Andrew Crawford resigned from his spad job last year but is back working for the DUP
Andrew Crawford resigned from his spad job last year but is back working for the DUP Andrew Crawford resigned from his spad job last year but is back working for the DUP

THE former DUP special adviser who admitted it was "wrong" to share confidential government papers with his poultry farmer cousin is now working on Brexit research for MEP Diane Dodds.

DUP leader Arlene Foster told the Renewable Heat Incentive (RHI) inquiry today that Andrew Crawford's actions were "inappropriate and disappointing" but she does not believe they warranted him being permanently sacked by the party.

Mr Crawford admitted sending his cousin Richard Crawford two emails in 2013 and 2015 containing internal departmental information about the RHI.

The Co Tyrone poultry farmer has six biomass boilers subsidised through Stormont's botched green energy scheme.

Andrew Crawford resigned from his £84,000-a-year special adviser's job in January 2017 but revealed to the inquiry last week that he still works for the DUP on a part-time basis.

When questioned today about her former special adviser's actions, the DUP leader said she was unaware that Mr Crawford had sent the internal emails or that any of his relatives were claimants of the scheme.

She said she only found out about the leaked emails through the inquiry and was "surprised" by the revelation.
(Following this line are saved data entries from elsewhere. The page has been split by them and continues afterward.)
//! 一覧の状態管理
//!
//! 読み込んだページを順に積み上げ、検索・捕獲済みフィルタを適用して表示用の列を作る。
//! 状態の変更はすべて `CatalogState::apply` を通す。

use crate::api::DEFAULT_PAGE_LIMIT;
use crate::tag_store::find_first_by_character;
use crate::types::{CaptureTag, ListingPage, ListingRecord, ViewMode};

/// 検索中に表示する最大件数
pub const SEARCH_RESULT_LIMIT: usize = 150;

/// 状態更新アクション
#[derive(Debug, Clone, PartialEq)]
pub enum Action {
    /// ページ取得を開始
    FetchStarted,
    /// ページ取得に成功
    PageLoaded(ListingPage),
    /// ページ取得に失敗
    FetchFailed(String),
    SetSearch(String),
    SetCapturedOnly(bool),
    SetViewMode(ViewMode),
}

/// 一覧画面の状態
#[derive(Debug, Clone, PartialEq)]
pub struct CatalogState {
    pub limit: u32,
    /// 最初のページのオフセット
    pub start_offset: u32,
    pub records: Vec<ListingRecord>,
    pub next_offset: Option<u32>,
    /// 1ページ以上読み込んだか
    pub loaded: bool,
    pub is_fetching: bool,
    pub error: Option<String>,
    pub search_term: String,
    pub captured_only: bool,
    pub view_mode: ViewMode,
}

impl Default for CatalogState {
    fn default() -> Self {
        Self::new(DEFAULT_PAGE_LIMIT)
    }
}

/// 表示用レコード
#[derive(Debug, Clone, PartialEq)]
pub struct DisplayedRecord {
    pub record: ListingRecord,
    pub id: Option<u32>,
    /// 最初に一致した捕獲タグ
    pub capture: Option<CaptureTag>,
}

impl CatalogState {
    pub fn new(limit: u32) -> Self {
        Self::starting_at(limit, 0)
    }

    /// 途中のオフセットから読み始める
    pub fn starting_at(limit: u32, start_offset: u32) -> Self {
        Self {
            limit,
            start_offset,
            records: Vec::new(),
            next_offset: None,
            loaded: false,
            is_fetching: false,
            error: None,
            search_term: String::new(),
            captured_only: false,
            view_mode: ViewMode::default(),
        }
    }

    /// アクションを適用
    pub fn apply(&mut self, action: Action) {
        match action {
            Action::FetchStarted => {
                self.is_fetching = true;
            }
            Action::PageLoaded(page) => {
                self.records.extend(page.records);
                self.next_offset = page.next_offset;
                self.loaded = true;
                self.is_fetching = false;
                self.error = None;
            }
            Action::FetchFailed(message) => {
                self.is_fetching = false;
                self.error = Some(message);
            }
            Action::SetSearch(term) => self.search_term = term,
            Action::SetCapturedOnly(flag) => self.captured_only = flag,
            Action::SetViewMode(mode) => self.view_mode = mode,
        }
    }

    /// 次ページがあるか（初回読み込み前は true）
    pub fn has_more(&self) -> bool {
        !self.loaded || self.next_offset.is_some()
    }

    /// 次に要求すべき (limit, offset)
    ///
    /// 取得中・最終ページ到達後は None。
    pub fn next_request(&self) -> Option<(u32, u32)> {
        if self.is_fetching {
            return None;
        }
        if !self.loaded {
            return Some((self.limit, self.start_offset));
        }
        self.next_offset.map(|offset| (self.limit, offset))
    }

    /// 「もっと読む」ボタンの文言
    pub fn load_more_label(&self) -> &'static str {
        if self.is_fetching {
            "Loading more..."
        } else if self.has_more() {
            "Load More"
        } else {
            "Nothing more to load"
        }
    }

    /// 表示するレコード列
    ///
    /// 検索フィルタ → 捕獲済みフィルタの順に適用し、各レコードに最初の捕獲タグを付ける。
    pub fn displayed(&self, tags: &[CaptureTag]) -> Vec<DisplayedRecord> {
        filter_by_name(&self.records, &self.search_term)
            .into_iter()
            .filter_map(|record| {
                let capture = find_first_by_character(tags, &record.name).cloned();
                if self.captured_only && capture.is_none() {
                    return None;
                }
                Some(DisplayedRecord {
                    id: record.id(),
                    record: record.clone(),
                    capture,
                })
            })
            .collect()
    }
}

/// 名前の部分一致（大文字小文字を区別しない）で絞り込む
///
/// 検索語が空でなければ先頭 `SEARCH_RESULT_LIMIT` 件まで。
pub fn filter_by_name<'a>(records: &'a [ListingRecord], term: &str) -> Vec<&'a ListingRecord> {
    let needle = term.to_lowercase();
    let matches = records
        .iter()
        .filter(|r| r.name.to_lowercase().contains(&needle));

    if term.is_empty() {
        matches.collect()
    } else {
        matches.take(SEARCH_RESULT_LIMIT).collect()
    }
}

#[cfg(test)]
mod tests {
    use super::*;

    fn record(name: &str, id: u32) -> ListingRecord {
        ListingRecord::new(name, format!("https://pokeapi.co/api/v2/pokemon/{}/", id))
    }

    fn page(names: &[(&str, u32)], next_offset: Option<u32>) -> ListingPage {
        ListingPage {
            records: names.iter().map(|(n, id)| record(n, *id)).collect(),
            next_offset,
        }
    }

    fn names(displayed: &[DisplayedRecord]) -> Vec<&str> {
        displayed.iter().map(|d| d.record.name.as_str()).collect()
    }

    #[test]
    fn test_initial_state() {
        let state = CatalogState::default();
        assert_eq!(state.limit, 50);
        assert!(state.has_more());
        assert_eq!(state.next_request(), Some((50, 0)));
        assert_eq!(state.load_more_label(), "Load More");
    }

    #[test]
    fn test_starting_offset() {
        let mut state = CatalogState::starting_at(10, 40);
        assert_eq!(state.next_request(), Some((10, 40)));
        state.apply(Action::PageLoaded(page(&[("a", 41)], Some(50))));
        assert_eq!(state.next_request(), Some((10, 50)));
    }

    #[test]
    fn test_pages_accumulate_in_order() {
        let mut state = CatalogState::new(2);
        state.apply(Action::FetchStarted);
        assert_eq!(state.next_request(), None);
        assert_eq!(state.load_more_label(), "Loading more...");

        state.apply(Action::PageLoaded(page(&[("bulbasaur", 1), ("ivysaur", 2)], Some(2))));
        assert_eq!(state.next_request(), Some((2, 2)));

        state.apply(Action::FetchStarted);
        state.apply(Action::PageLoaded(page(&[("venusaur", 3)], None)));

        assert_eq!(state.records.len(), 3);
        assert_eq!(state.records[2].name, "venusaur");
        assert!(!state.has_more());
        assert_eq!(state.next_request(), None);
        assert_eq!(state.load_more_label(), "Nothing more to load");
    }

    #[test]
    fn test_duplicates_are_kept() {
        let mut state = CatalogState::new(1);
        state.apply(Action::PageLoaded(page(&[("ditto", 132)], Some(1))));
        state.apply(Action::PageLoaded(page(&[("ditto", 132)], None)));
        assert_eq!(state.records.len(), 2);
    }

    #[test]
    fn test_fetch_failed_keeps_records() {
        let mut state = CatalogState::new(1);
        state.apply(Action::PageLoaded(page(&[("ditto", 132)], Some(1))));
        state.apply(Action::FetchStarted);
        state.apply(Action::FetchFailed("Network response was not ok".into()));

        assert!(!state.is_fetching);
        assert_eq!(state.error.as_deref(), Some("Network response was not ok"));
        assert_eq!(state.records.len(), 1);
        // 失敗後も同じオフセットを再要求できる
        assert_eq!(state.next_request(), Some((1, 1)));

        state.apply(Action::PageLoaded(page(&[("eevee", 133)], None)));
        assert_eq!(state.error, None);
    }

    #[test]
    fn test_search_filter() {
        let records = vec![record("bulbasaur", 1), record("charmander", 4), record("ivysaur", 2)];
        let found: Vec<&str> = filter_by_name(&records, "saur").iter().map(|r| r.name.as_str()).collect();
        assert_eq!(found, vec!["bulbasaur", "ivysaur"]);

        let found = filter_by_name(&records, "CHAR");
        assert_eq!(found.len(), 1);

        assert_eq!(filter_by_name(&records, "").len(), 3);
    }

    #[test]
    fn test_search_truncates_to_limit() {
        let records: Vec<ListingRecord> = (1..=200).map(|i| record(&format!("mon-{}", i), i)).collect();
        assert_eq!(filter_by_name(&records, "mon").len(), SEARCH_RESULT_LIMIT);
        assert_eq!(filter_by_name(&records, "mon")[149].name, "mon-150");
        // 検索なしなら切り詰めない
        assert_eq!(filter_by_name(&records, "").len(), 200);
    }

    #[test]
    fn test_displayed_annotates_first_capture() {
        let mut state = CatalogState::new(3);
        state.apply(Action::PageLoaded(page(
            &[("bulbasaur", 1), ("charmander", 4), ("ivysaur", 2)],
            None,
        )));
        let tags = vec![
            CaptureTag::new("bulbasaur", "First", "01/01/2024"),
            CaptureTag::new("bulbasaur", "Second", "02/01/2024"),
        ];

        let displayed = state.displayed(&tags);
        assert_eq!(displayed.len(), 3);
        assert_eq!(displayed[0].id, Some(1));
        assert_eq!(displayed[0].capture.as_ref().map(|c| c.nickname.as_str()), Some("First"));
        assert!(displayed[1].capture.is_none());
    }

    #[test]
    fn test_captured_only_with_empty_store() {
        let mut state = CatalogState::new(3);
        state.apply(Action::PageLoaded(page(&[("bulbasaur", 1), ("ivysaur", 2)], None)));
        state.apply(Action::SetCapturedOnly(true));
        assert!(state.displayed(&[]).is_empty());
    }

    #[test]
    fn test_search_and_captured_only_combined() {
        let mut state = CatalogState::new(3);
        state.apply(Action::PageLoaded(page(
            &[("bulbasaur", 1), ("charmander", 4), ("ivysaur", 2)],
            None,
        )));
        state.apply(Action::SetSearch("saur".into()));
        state.apply(Action::SetCapturedOnly(true));
        let tags = vec![
            CaptureTag::new("ivysaur", "Ivy", "01/01/2024"),
            CaptureTag::new("charmander", "Char", "01/01/2024"),
        ];
        assert_eq!(names(&state.displayed(&tags)), vec!["ivysaur"]);

        state.apply(Action::SetCapturedOnly(false));
        assert_eq!(names(&state.displayed(&tags)), vec!["bulbasaur", "ivysaur"]);
    }

    #[test]
    fn test_set_view_mode() {
        let mut state = CatalogState::default();
        state.apply(Action::SetViewMode(ViewMode::List));
        assert_eq!(state.view_mode, ViewMode::List);
    }
}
Mrs Foster said that if she had known Mr Crawford was sharing internal departmental documents she would have spoken to the department's permanent secretary David Sterling and expected him to launch an investigation. The DUP leader said she would have also alerted party officers.

Inquiry senior counsel David Scoffield put it to Mrs Foster that her former spad's continued employment by the DUP may suggest the party did not regard his actions as "particularly serious".

She said Mr Crawford was carrying out Brexit research for an MEP – thought to be Diane Dodds – but it was "very much a backroom role".

Mrs Foster said it was "not a full-time job by any means" and that she believed what Mr Crawford did should not "bar a person from having part-time research employment forever and a day".

"And I am quite sure that he has learned his lesson in relation to that because of the way in which things transpired in January and February of 2016, and he has been the subject ... for a man who never sought the media spotlight, he has been greatly thrown into the media spotlight, and has suffered as a result of that," she said.

Inquiry chairman Sir Patrick Coghlin said that it was "hardly surprising" the media took an interest in him given the circumstances.

Mrs Foster answered: "Well, I think the scale, chair, of what happened to him, was difficult to take in at the time."

She said the media scrutiny was to be expected but said what was not expected was "some of the more outrageous commentary around it".